California Gov. Jerry Brown took a cautious approach on expanding Medicaid eligibility under the Patient Protection and Affordable Care Act. It was well into 2013 and not long before the start of the new fiscal year (July 1) and the October 1, 2013 launch of open enrollment in that state’s exchange marketplace, Covered California, before Brown approved legislation authorizing the Medicaid expansion. Even though the federal government would initially be covering most of the cost of the expansion, Brown was concerned about the overall growth of the state’s Medicaid program, Medi-Cal.
With good reason. Kim Belshé, who served as Health & Human Services Agency secretary in the previous administration of Gov. Arnold Schwarzenegger, warned in 2009 that even with a $10 billion infusion of supplemental federal cost share funding provided by the American Recovery and Reinvestment Act of 2009, “California cannot afford the Medicaid program as currently structured and governed by federal rules and requirements.” In other words, it’s a budget buster.
In 2013, Brown was at odds with his fellow Democrats in the Legislature who wanted to increase reimbursement rates paid to medical providers unhappy with low reimbursement rates. Since providers can opt not to accept Medi-Cal, they argued, it’s critical that they have sufficient incentive to do so to allow Medi-Cal enrollees adequate access to health care. Brown didn’t go along with boosting provider reimbursement rates that year, reasoning the state was still on the road to recovering its fiscal health after tax revenues were severely crimped in the 2008-09 recession.

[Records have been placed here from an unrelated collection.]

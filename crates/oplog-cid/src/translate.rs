// SPDX-License-Identifier: Apache-2.0
// © James Ross Ω FLYING•ROBOTS <https://github.com/flyingrobots>
//! String-level translation between local and remote identifier forms.
//!
//! Each function takes the canonical text of its source form and emits the
//! canonical text of the other, so `to_local_form(to_remote_form(x)) == x`
//! for every input either accepts. Anything else, a CIDv0, another codec or
//! text already in the target form, is malformed input. Use
//! [`LocalCid::reframe`] to coerce arbitrary CID text.

use crate::{CidError, LocalCid, RemoteCid};

/// Rebuild local-form `local` in the remote store's form.
pub fn to_remote_form(local: &str) -> Result<String, CidError> {
    Ok(LocalCid::parse(local)?.to_remote().to_string())
}

/// Rebuild remote-form `remote` in the local engine's form.
pub fn to_local_form(remote: &str) -> Result<String, CidError> {
    Ok(RemoteCid::parse(remote)?.to_local().to_string())
}

#[cfg(test)]
#[allow(clippy::unwrap_used)]
mod tests {
    use super::*;
    use crate::{local_cid_of, remote_cid_of};

    #[test]
    fn round_trip_is_exact() {
        let local = local_cid_of(b"{\"name\":\"db\"}").unwrap().to_string();
        let remote = to_remote_form(&local).unwrap();
        assert_ne!(remote, local);
        assert_eq!(to_local_form(&remote).unwrap(), local);
    }

    #[test]
    fn remote_form_matches_store_computed_cid() {
        let bytes = b"block payload";
        let local = local_cid_of(bytes).unwrap().to_string();
        let expected = remote_cid_of(bytes).unwrap().to_string();
        assert_eq!(to_remote_form(&local).unwrap(), expected);
    }

    #[test]
    fn input_outside_the_source_form_is_rejected() {
        let remote = remote_cid_of(b"abc").unwrap().to_string();
        assert!(matches!(
            to_remote_form(&remote),
            Err(CidError::MalformedIdentifier { .. })
        ));
        let local = local_cid_of(b"abc").unwrap().to_string();
        assert!(matches!(
            to_local_form(&local),
            Err(CidError::MalformedIdentifier { .. })
        ));
        // CIDv0, dag-pb
        let v0 = "QmdfTbBqBPQ7VNxZEYEj14VmRuZBkqFbiwReogJgS1zR1n";
        assert!(matches!(
            to_remote_form(v0),
            Err(CidError::MalformedIdentifier { .. })
        ));
        assert!(LocalCid::reframe(v0).is_ok());
    }

    #[test]
    fn malformed_input_is_reported() {
        let err = to_remote_form("not-a-cid").unwrap_err();
        match err {
            CidError::MalformedIdentifier { input, .. } => assert_eq!(input, "not-a-cid"),
            other @ CidError::UnsupportedDigest(_) => {
                unreachable!("unexpected error {other}")
            }
        }
        assert!(to_local_form("").is_err());
    }
}
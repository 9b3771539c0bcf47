// SPDX-License-Identifier: Apache-2.0
// © James Ross Ω FLYING•ROBOTS <https://github.com/flyingrobots>
//! Port to the local log engine.
//!
//! The engine owns log/CRDT mechanics and its block store; the bridge only
//! reads raw blocks out of an open log and writes raw blocks back before
//! reopening one.

use async_trait::async_trait;
use oplog_cid::LocalCid;

use crate::address::DbAddress;

/// Errors reported by the local engine.
#[derive(Debug, Clone, PartialEq, Eq, thiserror::Error)]
pub enum EngineError {
    /// The address or block does not exist locally.
    #[error("[ENGINE_NOT_FOUND] {0}")]
    NotFound(String),
    /// Any other engine failure.
    #[error("[ENGINE] {0}")]
    Backend(String),
}

/// An open log.
#[async_trait]
pub trait LogHandle: Send + Sync {
    /// Address the log was opened at.
    fn address(&self) -> &DbAddress;

    /// Current head set.
    async fn current_heads(&self) -> Result<Vec<LocalCid>, EngineError>;

    /// CIDs of every entry reachable from the current heads.
    async fn all_entries(&self) -> Result<Vec<LocalCid>, EngineError>;

    /// Raw bytes of any locally stored block. `Ok(None)` if absent.
    async fn get_raw_bytes(&self, cid: &LocalCid) -> Result<Option<Vec<u8>>, EngineError>;

    /// Merge `heads` into the head set and resolve their history from the
    /// local block store.
    async fn join_heads(&mut self, heads: &[LocalCid]) -> Result<(), EngineError>;
}

/// The local log engine.
#[async_trait]
pub trait LogEngine: Send + Sync {
    /// Handle type returned by [`open`](LogEngine::open).
    type Handle: LogHandle;

    /// Open the database at `address`. Its root descriptor must be stored
    /// locally.
    async fn open(&self, address: &DbAddress) -> Result<Self::Handle, EngineError>;

    /// Store raw bytes under `cid` in the engine's block store.
    async fn put_block(&self, cid: &LocalCid, bytes: &[u8]) -> Result<(), EngineError>;
}
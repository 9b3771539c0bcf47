// SPDX-License-Identifier: Apache-2.0
// © James Ross Ω FLYING•ROBOTS <https://github.com/flyingrobots>
//! Operation-level errors.
//!
//! Per-block problems never show up here; they are reported through
//! [`BlockFailure`](crate::BlockFailure).

use oplog_app_core::ConfigError;
use oplog_cid::{CidError, LocalCid};

use crate::engine::EngineError;
use crate::remote::RemoteError;

/// Errors that abort a backup or restore.
#[derive(Debug, thiserror::Error)]
pub enum BridgeError {
    /// The log has no retrievable entries.
    #[error("[NO_ENTRIES] no reachable entries for {address}")]
    NoEntriesFound {
        /// Address of the log.
        address: String,
    },
    /// No usable root descriptor.
    #[error("[NO_ROOT] {detail}")]
    NoRootDescriptorFound {
        /// What was missing or wrong.
        detail: String,
    },
    /// The remote space holds several root descriptors and the policy
    /// refuses to guess.
    #[error("[AMBIGUOUS_ROOT] {} root descriptors in space: {candidates:?}", .candidates.len())]
    AmbiguousRoot {
        /// Every root descriptor found, sorted.
        candidates: Vec<LocalCid>,
    },
    /// Every upload failed.
    #[error("[NO_UPLOADS] all {failed} uploads failed")]
    NoBlocksUploaded {
        /// Number of failed uploads.
        failed: usize,
    },
    /// More translated identifiers disagreed with the mapping than agreed.
    #[error("[MISMATCH_THRESHOLD] {mismatches} identifier mismatches against {verified} verified blocks")]
    MismatchThresholdExceeded {
        /// Blocks whose translated CID differed from the mapping.
        mismatches: usize,
        /// Blocks whose translated CID matched.
        verified: usize,
    },
    /// Address text could not be parsed.
    #[error("[BAD_ADDRESS] {input:?}: {reason}")]
    InvalidAddress {
        /// Offending text.
        input: String,
        /// Why it was rejected.
        reason: String,
    },
    /// The local log engine failed.
    #[error(transparent)]
    Engine(#[from] EngineError),
    /// The remote store failed an operation that has no per-item fallback.
    #[error(transparent)]
    Remote(#[from] RemoteError),
    /// Identifier error outside a per-block loop.
    #[error(transparent)]
    Cid(#[from] CidError),
    /// Settings were unusable.
    #[error(transparent)]
    Config(#[from] ConfigError),
}
// SPDX-License-Identifier: Apache-2.0
// © James Ross Ω FLYING•ROBOTS <https://github.com/flyingrobots>
//! Field-shape classification of decoded blocks.
//!
//! The remote store attaches no type tag, so a block's role is inferred from
//! which fields it carries. Rules are tried in a fixed order and the first
//! match wins; a block is never reclassified by a later rule:
//!
//! 1. `name`, `type`, `accessController` → [`BlockCategory::RootDescriptor`]
//! 2. `sig`, `key`, `identity` → [`BlockCategory::LogEntry`]
//! 3. `id`, `type` → [`BlockCategory::SignerDescriptor`]
//! 4. `type == "ipfs"` → [`BlockCategory::PermissionDescriptor`]
//! 5. anything else → [`BlockCategory::Unrecognized`]
//!
//! Link fields may hold CID text (optionally `/ipfs/`-prefixed) or CBOR
//! tag-42 binary links; both decode to [`LocalCid`].

use std::fmt;

use ciborium::value::Value;
use oplog_cid::LocalCid;
use serde::{Deserialize, Serialize};

use crate::codec::decode_value;

/// Controller tag carried by permission descriptors.
pub const PERMISSION_CONTROLLER_TAG: &str = "ipfs";

const CBOR_LINK_TAG: u64 = 42;

/// Role of a block within a snapshot.
#[derive(Debug, Clone, Copy, PartialEq, Eq, PartialOrd, Ord, Hash, Serialize, Deserialize)]
#[serde(rename_all = "snake_case")]
pub enum BlockCategory {
    /// Database manifest.
    RootDescriptor,
    /// Log entry.
    LogEntry,
    /// Identity / public key record.
    SignerDescriptor,
    /// Access controller record.
    PermissionDescriptor,
    /// No rule matched.
    Unrecognized,
}

impl BlockCategory {
    /// Stable snake_case name.
    pub fn as_str(self) -> &'static str {
        match self {
            Self::RootDescriptor => "root_descriptor",
            Self::LogEntry => "log_entry",
            Self::SignerDescriptor => "signer_descriptor",
            Self::PermissionDescriptor => "permission_descriptor",
            Self::Unrecognized => "unrecognized",
        }
    }
}

impl fmt::Display for BlockCategory {
    fn fmt(&self, f: &mut fmt::Formatter<'_>) -> fmt::Result {
        f.write_str(self.as_str())
    }
}

/// Fields of a root descriptor the bridge needs.
#[derive(Debug, Clone, PartialEq, Eq)]
pub struct ManifestView {
    /// Database name.
    pub name: String,
    /// Database type.
    pub kind: String,
    /// Permission descriptor link, `None` if the field is not a usable CID.
    pub access_controller: Option<LocalCid>,
}

/// Fields of a log entry the bridge needs.
#[derive(Debug, Clone, PartialEq, Eq)]
pub struct EntryView {
    /// Log the entry belongs to (its `id` field), if present.
    pub log_id: Option<String>,
    /// Signer descriptor link.
    pub identity: Option<LocalCid>,
    /// Successor links. Unparseable links are dropped.
    pub next: Vec<LocalCid>,
    /// Skip links.
    pub refs: Vec<LocalCid>,
    /// Clock counter, if present.
    pub clock_time: Option<u64>,
}

/// Fields of a signer descriptor.
#[derive(Debug, Clone, PartialEq, Eq)]
pub struct IdentityView {
    /// Identity id.
    pub id: String,
    /// Identity type.
    pub kind: String,
}

/// Fields of a permission descriptor.
#[derive(Debug, Clone, PartialEq, Eq)]
pub struct PermissionView {
    /// Identities with write access.
    pub write: Vec<String>,
}

/// Outcome of classifying one block.
#[derive(Debug, Clone, PartialEq, Eq)]
pub enum Classified {
    /// Rule 1 matched.
    RootDescriptor(ManifestView),
    /// Rule 2 matched.
    LogEntry(EntryView),
    /// Rule 3 matched.
    SignerDescriptor(IdentityView),
    /// Rule 4 matched.
    PermissionDescriptor(PermissionView),
    /// No rule matched.
    Unrecognized,
}

impl Classified {
    /// The category of this outcome.
    pub fn category(&self) -> BlockCategory {
        match self {
            Self::RootDescriptor(_) => BlockCategory::RootDescriptor,
            Self::LogEntry(_) => BlockCategory::LogEntry,
            Self::SignerDescriptor(_) => BlockCategory::SignerDescriptor,
            Self::PermissionDescriptor(_) => BlockCategory::PermissionDescriptor,
            Self::Unrecognized => BlockCategory::Unrecognized,
        }
    }
}

/// Classify a decoded value.
pub fn classify(value: &Value) -> Classified {
    if let Some(view) = try_parse_root_descriptor(value) {
        return Classified::RootDescriptor(view);
    }
    if let Some(view) = try_parse_log_entry(value) {
        return Classified::LogEntry(view);
    }
    if let Some(view) = try_parse_signer_descriptor(value) {
        return Classified::SignerDescriptor(view);
    }
    if let Some(view) = try_parse_permission_descriptor(value) {
        return Classified::PermissionDescriptor(view);
    }
    Classified::Unrecognized
}

/// Decode and classify raw bytes. Undecodable bytes are `Unrecognized`.
pub fn classify_bytes(bytes: &[u8]) -> Classified {
    decode_value(bytes).map_or(Classified::Unrecognized, |value| classify(&value))
}

/// Rule 1.
pub fn try_parse_root_descriptor(value: &Value) -> Option<ManifestView> {
    let name = field(value, "name")?;
    let kind = field(value, "type")?;
    let access_controller = field(value, "accessController")?;
    Some(ManifestView {
        name: text_or_empty(name),
        kind: text_or_empty(kind),
        access_controller: parse_link(access_controller),
    })
}

/// Rule 2.
pub fn try_parse_log_entry(value: &Value) -> Option<EntryView> {
    field(value, "sig")?;
    field(value, "key")?;
    let identity = field(value, "identity")?;
    let clock_time = field(value, "clock")
        .and_then(|clock| field(clock, "time"))
        .and_then(Value::as_integer)
        .and_then(|time| u64::try_from(time).ok());
    Some(EntryView {
        log_id: field(value, "id").and_then(Value::as_text).map(str::to_owned),
        identity: parse_link(identity),
        next: links(field(value, "next")),
        refs: links(field(value, "refs")),
        clock_time,
    })
}

/// Rule 3.
pub fn try_parse_signer_descriptor(value: &Value) -> Option<IdentityView> {
    let id = field(value, "id")?;
    let kind = field(value, "type")?;
    Some(IdentityView {
        id: text_or_empty(id),
        kind: text_or_empty(kind),
    })
}

/// Rule 4.
pub fn try_parse_permission_descriptor(value: &Value) -> Option<PermissionView> {
    let kind = field(value, "type")?.as_text()?;
    if kind != PERMISSION_CONTROLLER_TAG {
        return None;
    }
    let write = field(value, "write")
        .and_then(Value::as_array)
        .map(|items| {
            items
                .iter()
                .filter_map(Value::as_text)
                .map(str::to_owned)
                .collect()
        })
        .unwrap_or_default();
    Some(PermissionView { write })
}

/// Decode a link held as CID text or a CBOR tag-42 binary CID.
pub fn parse_link(value: &Value) -> Option<LocalCid> {
    match value {
        Value::Text(text) => LocalCid::reframe(text).ok(),
        Value::Tag(CBOR_LINK_TAG, inner) => {
            let raw: &[u8] = inner.as_bytes()?;
            let cid = raw.strip_prefix(&[0u8]).unwrap_or(raw);
            LocalCid::from_bytes(cid).ok()
        }
        _ => None,
    }
}

fn links(value: Option<&Value>) -> Vec<LocalCid> {
    match value {
        Some(Value::Array(items)) => items.iter().filter_map(parse_link).collect(),
        Some(single) => parse_link(single).into_iter().collect(),
        None => Vec::new(),
    }
}

fn field<'a>(value: &'a Value, name: &str) -> Option<&'a Value> {
    value
        .as_map()?
        .iter()
        .find_map(|(key, val)| (key.as_text() == Some(name)).then_some(val))
}

fn text_or_empty(value: &Value) -> String {
    value.as_text().unwrap_or_default().to_owned()
}

#[cfg(test)]
#[allow(clippy::unwrap_used)]
mod tests {
    use super::*;
    use crate::codec::encode;
    use crate::record::{
        AccessControllerRecord, Clock, EntryRecord, IdentityRecord, IdentitySignatures, Manifest,
        Payload,
    };
    use oplog_cid::local_cid_of;

    fn text(s: &str) -> Value {
        Value::Text(s.to_owned())
    }

    fn map(fields: &[(&str, Value)]) -> Value {
        Value::Map(
            fields
                .iter()
                .map(|(k, v)| (text(k), v.clone()))
                .collect(),
        )
    }

    fn sample_entry(next: Vec<LocalCid>) -> EntryRecord {
        EntryRecord {
            v: 2,
            id: "/orbitdb/zdpu".to_owned(),
            key: "04ab".to_owned(),
            sig: "3045".to_owned(),
            identity: local_cid_of(b"identity").unwrap(),
            payload: Payload {
                op: "ADD".to_owned(),
                key: None,
                value: Some(text("hello")),
            },
            next,
            refs: Vec::new(),
            clock: Clock {
                id: "04ab".to_owned(),
                time: 3,
            },
        }
    }

    #[test]
    fn manifest_classifies_as_root_descriptor() {
        let ac = local_cid_of(b"ac").unwrap();
        let bytes = encode(&Manifest::new("db", "events", &format!("/ipfs/{ac}"))).unwrap();
        match classify_bytes(&bytes) {
            Classified::RootDescriptor(view) => {
                assert_eq!(view.name, "db");
                assert_eq!(view.kind, "events");
                assert_eq!(view.access_controller, Some(ac));
            }
            other => unreachable!("expected root descriptor, got {other:?}"),
        }
    }

    #[test]
    fn root_rule_precedes_entry_rule() {
        let value = map(&[
            ("name", text("db")),
            ("type", text("events")),
            ("accessController", text("/ipfs/x")),
            ("sig", text("3045")),
            ("key", text("04ab")),
            ("identity", text("zdpu")),
        ]);
        assert_eq!(classify(&value).category(), BlockCategory::RootDescriptor);
    }

    #[test]
    fn entry_exposes_successor_links_and_identity() {
        let prev = local_cid_of(b"prev").unwrap();
        let entry = sample_entry(vec![prev]);
        let bytes = encode(&entry).unwrap();
        match classify_bytes(&bytes) {
            Classified::LogEntry(view) => {
                assert_eq!(view.next, vec![prev]);
                assert_eq!(view.identity, Some(entry.identity));
                assert_eq!(view.clock_time, Some(3));
                assert_eq!(view.log_id.as_deref(), Some("/orbitdb/zdpu"));
            }
            other => unreachable!("expected log entry, got {other:?}"),
        }
    }

    #[test]
    fn tag42_links_are_understood() {
        let prev = local_cid_of(b"prev").unwrap();
        let mut raw = vec![0u8];
        raw.extend(prev.as_cid().to_bytes());
        let link = Value::Tag(42, Box::new(Value::Bytes(raw)));
        let value = map(&[
            ("sig", text("s")),
            ("key", text("k")),
            ("identity", link.clone()),
            ("next", Value::Array(vec![link])),
        ]);
        match classify(&value) {
            Classified::LogEntry(view) => {
                assert_eq!(view.next, vec![prev]);
                assert_eq!(view.identity, Some(prev));
            }
            other => unreachable!("expected log entry, got {other:?}"),
        }
    }

    #[test]
    fn identity_classifies_as_signer_descriptor() {
        let identity = IdentityRecord {
            id: "user-1".to_owned(),
            public_key: "04ab".to_owned(),
            signatures: IdentitySignatures {
                id: "s1".to_owned(),
                public_key: "s2".to_owned(),
            },
            kind: "publickey".to_owned(),
        };
        let classified = classify_bytes(&encode(&identity).unwrap());
        assert_eq!(
            classified,
            Classified::SignerDescriptor(IdentityView {
                id: "user-1".to_owned(),
                kind: "publickey".to_owned(),
            })
        );
    }

    #[test]
    fn access_controller_classifies_as_permission_descriptor() {
        let ac = AccessControllerRecord::new(vec!["*".to_owned()]);
        let classified = classify_bytes(&encode(&ac).unwrap());
        assert_eq!(
            classified,
            Classified::PermissionDescriptor(PermissionView {
                write: vec!["*".to_owned()],
            })
        );
    }

    #[test]
    fn signer_rule_precedes_permission_rule() {
        let value = map(&[("id", text("x")), ("type", text(PERMISSION_CONTROLLER_TAG))]);
        assert_eq!(classify(&value).category(), BlockCategory::SignerDescriptor);
    }

    #[test]
    fn foreign_type_tag_is_unrecognized() {
        let value = map(&[("type", text("orbitdb")), ("write", Value::Array(vec![]))]);
        assert_eq!(classify(&value), Classified::Unrecognized);
    }

    #[test]
    fn non_map_and_garbage_are_unrecognized() {
        assert_eq!(classify(&text("just text")), Classified::Unrecognized);
        assert_eq!(classify_bytes(b"\xff\xff\xff"), Classified::Unrecognized);
        assert_eq!(classify_bytes(b""), Classified::Unrecognized);
    }

    #[test]
    fn category_names_are_stable() {
        assert_eq!(BlockCategory::LogEntry.to_string(), "log_entry");
        assert_eq!(
            serde_json::to_string(&BlockCategory::PermissionDescriptor).unwrap(),
            "\"permission_descriptor\""
        );
    }
}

Now two years later, Medi-Cal enrollment has jumped to more than 12 million, covering nearly 1 in 3 Californians and following the pattern seen in other states where Medicaid enrollments are outpacing by 2 to 1 sign ups for subsidized commercial health plans sold though state health benefit exchanges. The burgeoning enrollment has heightened the pre-existing tensions between Brown and legislative Democrats over increasing Medi-Cal provider reimbursement rates, as the Los Angeles Times reports in this story on two measures that would reverse the recession-era cuts in provider reimbursement rates.
As The Times reports, those tensions surfaced in this blunt exchange between the chair of the Senate Health Committee, Ed Hernandez (D-West Covina), and Jennifer Kent, director of the state Department of Health Care Services, at a hearing this week. Hernandez asked Kent to respond directly as to whether Medi-Cal patients have the same access to doctors as presumably more affluent Silicon Valley workers covered by commercial health plans.
“Yes or no?” he said.
“Yes,” Kent said.
“I don’t think so,” Hernandez replied.